(Saved entries)
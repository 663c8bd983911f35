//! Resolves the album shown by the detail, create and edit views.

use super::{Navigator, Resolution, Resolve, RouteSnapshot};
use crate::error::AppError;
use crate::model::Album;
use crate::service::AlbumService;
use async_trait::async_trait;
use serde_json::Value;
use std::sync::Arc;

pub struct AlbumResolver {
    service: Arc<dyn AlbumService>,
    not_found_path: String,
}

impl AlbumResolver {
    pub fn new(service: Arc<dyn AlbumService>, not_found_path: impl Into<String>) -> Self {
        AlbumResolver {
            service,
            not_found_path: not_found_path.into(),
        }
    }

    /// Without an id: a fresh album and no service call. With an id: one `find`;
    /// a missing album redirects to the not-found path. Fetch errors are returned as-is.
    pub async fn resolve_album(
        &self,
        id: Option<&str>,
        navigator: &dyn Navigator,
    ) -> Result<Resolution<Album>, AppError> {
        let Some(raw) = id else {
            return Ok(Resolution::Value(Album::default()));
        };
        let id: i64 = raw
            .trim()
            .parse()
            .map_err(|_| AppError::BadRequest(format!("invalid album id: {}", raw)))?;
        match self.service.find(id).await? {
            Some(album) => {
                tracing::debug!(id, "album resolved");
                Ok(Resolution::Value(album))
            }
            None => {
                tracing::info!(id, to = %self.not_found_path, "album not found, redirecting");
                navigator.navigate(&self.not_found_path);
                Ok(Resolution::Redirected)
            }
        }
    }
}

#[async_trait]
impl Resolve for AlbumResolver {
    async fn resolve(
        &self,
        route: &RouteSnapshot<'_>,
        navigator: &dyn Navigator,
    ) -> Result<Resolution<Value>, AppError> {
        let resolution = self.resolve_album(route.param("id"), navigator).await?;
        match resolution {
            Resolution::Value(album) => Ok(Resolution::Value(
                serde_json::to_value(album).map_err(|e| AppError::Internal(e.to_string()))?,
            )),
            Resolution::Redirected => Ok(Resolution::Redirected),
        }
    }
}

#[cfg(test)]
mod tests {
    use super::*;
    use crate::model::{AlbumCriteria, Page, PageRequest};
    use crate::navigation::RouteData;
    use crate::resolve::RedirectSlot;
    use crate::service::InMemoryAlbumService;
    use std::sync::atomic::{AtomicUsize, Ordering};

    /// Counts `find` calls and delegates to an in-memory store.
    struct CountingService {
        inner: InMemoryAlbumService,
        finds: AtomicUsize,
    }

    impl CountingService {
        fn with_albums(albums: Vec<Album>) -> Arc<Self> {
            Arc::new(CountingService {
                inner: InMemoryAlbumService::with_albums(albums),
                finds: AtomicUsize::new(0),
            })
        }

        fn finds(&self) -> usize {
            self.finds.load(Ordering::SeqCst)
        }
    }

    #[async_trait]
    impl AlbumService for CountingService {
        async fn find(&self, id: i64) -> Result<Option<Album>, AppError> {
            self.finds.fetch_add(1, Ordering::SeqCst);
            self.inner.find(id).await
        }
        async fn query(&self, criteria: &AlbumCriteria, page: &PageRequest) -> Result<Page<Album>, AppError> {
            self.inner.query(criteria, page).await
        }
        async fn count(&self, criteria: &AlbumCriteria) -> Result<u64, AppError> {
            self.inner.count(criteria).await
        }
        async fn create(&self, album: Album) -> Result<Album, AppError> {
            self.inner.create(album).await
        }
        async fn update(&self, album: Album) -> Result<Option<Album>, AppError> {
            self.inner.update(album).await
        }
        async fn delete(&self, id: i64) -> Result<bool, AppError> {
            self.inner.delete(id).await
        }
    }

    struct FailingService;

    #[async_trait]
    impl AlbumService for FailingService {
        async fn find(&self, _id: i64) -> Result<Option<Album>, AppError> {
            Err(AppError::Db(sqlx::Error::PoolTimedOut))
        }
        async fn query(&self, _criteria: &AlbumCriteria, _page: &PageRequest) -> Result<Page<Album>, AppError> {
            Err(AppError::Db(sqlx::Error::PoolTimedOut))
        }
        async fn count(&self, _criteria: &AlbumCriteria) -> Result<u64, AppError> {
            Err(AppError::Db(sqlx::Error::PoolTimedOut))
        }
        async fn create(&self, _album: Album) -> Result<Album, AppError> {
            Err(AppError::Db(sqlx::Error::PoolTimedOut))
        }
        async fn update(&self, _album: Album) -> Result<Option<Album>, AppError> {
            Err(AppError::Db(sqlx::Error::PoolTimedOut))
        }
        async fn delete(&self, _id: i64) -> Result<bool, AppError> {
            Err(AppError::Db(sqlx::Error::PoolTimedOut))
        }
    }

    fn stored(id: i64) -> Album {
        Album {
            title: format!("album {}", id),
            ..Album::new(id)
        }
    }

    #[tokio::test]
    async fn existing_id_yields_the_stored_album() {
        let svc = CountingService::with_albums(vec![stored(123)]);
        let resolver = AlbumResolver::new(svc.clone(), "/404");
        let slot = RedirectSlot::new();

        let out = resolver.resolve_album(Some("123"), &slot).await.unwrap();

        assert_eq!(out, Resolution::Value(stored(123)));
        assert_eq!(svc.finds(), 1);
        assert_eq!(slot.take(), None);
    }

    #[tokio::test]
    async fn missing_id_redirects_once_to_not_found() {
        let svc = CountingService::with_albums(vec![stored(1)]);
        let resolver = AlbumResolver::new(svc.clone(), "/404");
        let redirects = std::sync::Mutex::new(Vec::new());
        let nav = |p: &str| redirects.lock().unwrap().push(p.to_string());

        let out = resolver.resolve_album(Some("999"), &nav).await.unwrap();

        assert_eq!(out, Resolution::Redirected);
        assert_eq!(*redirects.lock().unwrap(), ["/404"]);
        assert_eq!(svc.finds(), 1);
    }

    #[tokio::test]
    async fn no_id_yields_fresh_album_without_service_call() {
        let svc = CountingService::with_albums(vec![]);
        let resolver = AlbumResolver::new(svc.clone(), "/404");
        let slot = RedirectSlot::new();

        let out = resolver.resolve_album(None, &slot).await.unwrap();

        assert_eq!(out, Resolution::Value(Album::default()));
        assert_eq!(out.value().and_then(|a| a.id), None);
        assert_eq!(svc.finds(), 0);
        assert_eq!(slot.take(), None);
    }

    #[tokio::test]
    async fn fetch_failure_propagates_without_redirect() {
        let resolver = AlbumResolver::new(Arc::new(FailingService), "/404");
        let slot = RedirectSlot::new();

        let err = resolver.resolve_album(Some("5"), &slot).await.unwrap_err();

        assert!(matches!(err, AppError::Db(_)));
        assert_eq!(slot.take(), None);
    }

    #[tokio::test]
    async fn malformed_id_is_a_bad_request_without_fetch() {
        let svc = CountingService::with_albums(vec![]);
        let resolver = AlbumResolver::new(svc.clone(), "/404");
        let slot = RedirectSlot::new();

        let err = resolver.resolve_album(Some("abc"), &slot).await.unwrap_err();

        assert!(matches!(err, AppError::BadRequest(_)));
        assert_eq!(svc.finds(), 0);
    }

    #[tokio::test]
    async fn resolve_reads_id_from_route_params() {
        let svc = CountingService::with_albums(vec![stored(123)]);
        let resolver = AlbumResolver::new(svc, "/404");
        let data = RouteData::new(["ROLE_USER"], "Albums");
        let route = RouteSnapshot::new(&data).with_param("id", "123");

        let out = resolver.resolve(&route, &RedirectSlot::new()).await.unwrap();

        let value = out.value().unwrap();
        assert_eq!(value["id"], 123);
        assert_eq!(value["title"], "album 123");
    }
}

- Problem details
Using the entries above, quote each line verbatim from the first through the line that contains "let Some(raw) = id".

- Solution to this exercise
repository 663c8bd983911f35
//! Resolves the album shown by the detail, create and edit views.

use super::{Navigator, Resolution, Resolve, RouteSnapshot};
use crate::error::AppError;
use crate::model::Album;
use crate::service::AlbumService;
use async_trait::async_trait;
use serde_json::Value;
use std::sync::Arc;

pub struct AlbumResolver {
    service: Arc<dyn AlbumService>,
    not_found_path: String,
}

impl AlbumResolver {
    pub fn new(service: Arc<dyn AlbumService>, not_found_path: impl Into<String>) -> Self {
        AlbumResolver {
            service,
            not_found_path: not_found_path.into(),
        }
    }

    /// Without an id: a fresh album and no service call. With an id: one `find`;
    /// a missing album redirects to the not-found path. Fetch errors are returned as-is.
    pub async fn resolve_album(
        &self,
        id: Option<&str>,
        navigator: &dyn Navigator,
    ) -> Result<Resolution<Album>, AppError> {
        let Some(raw) = id else {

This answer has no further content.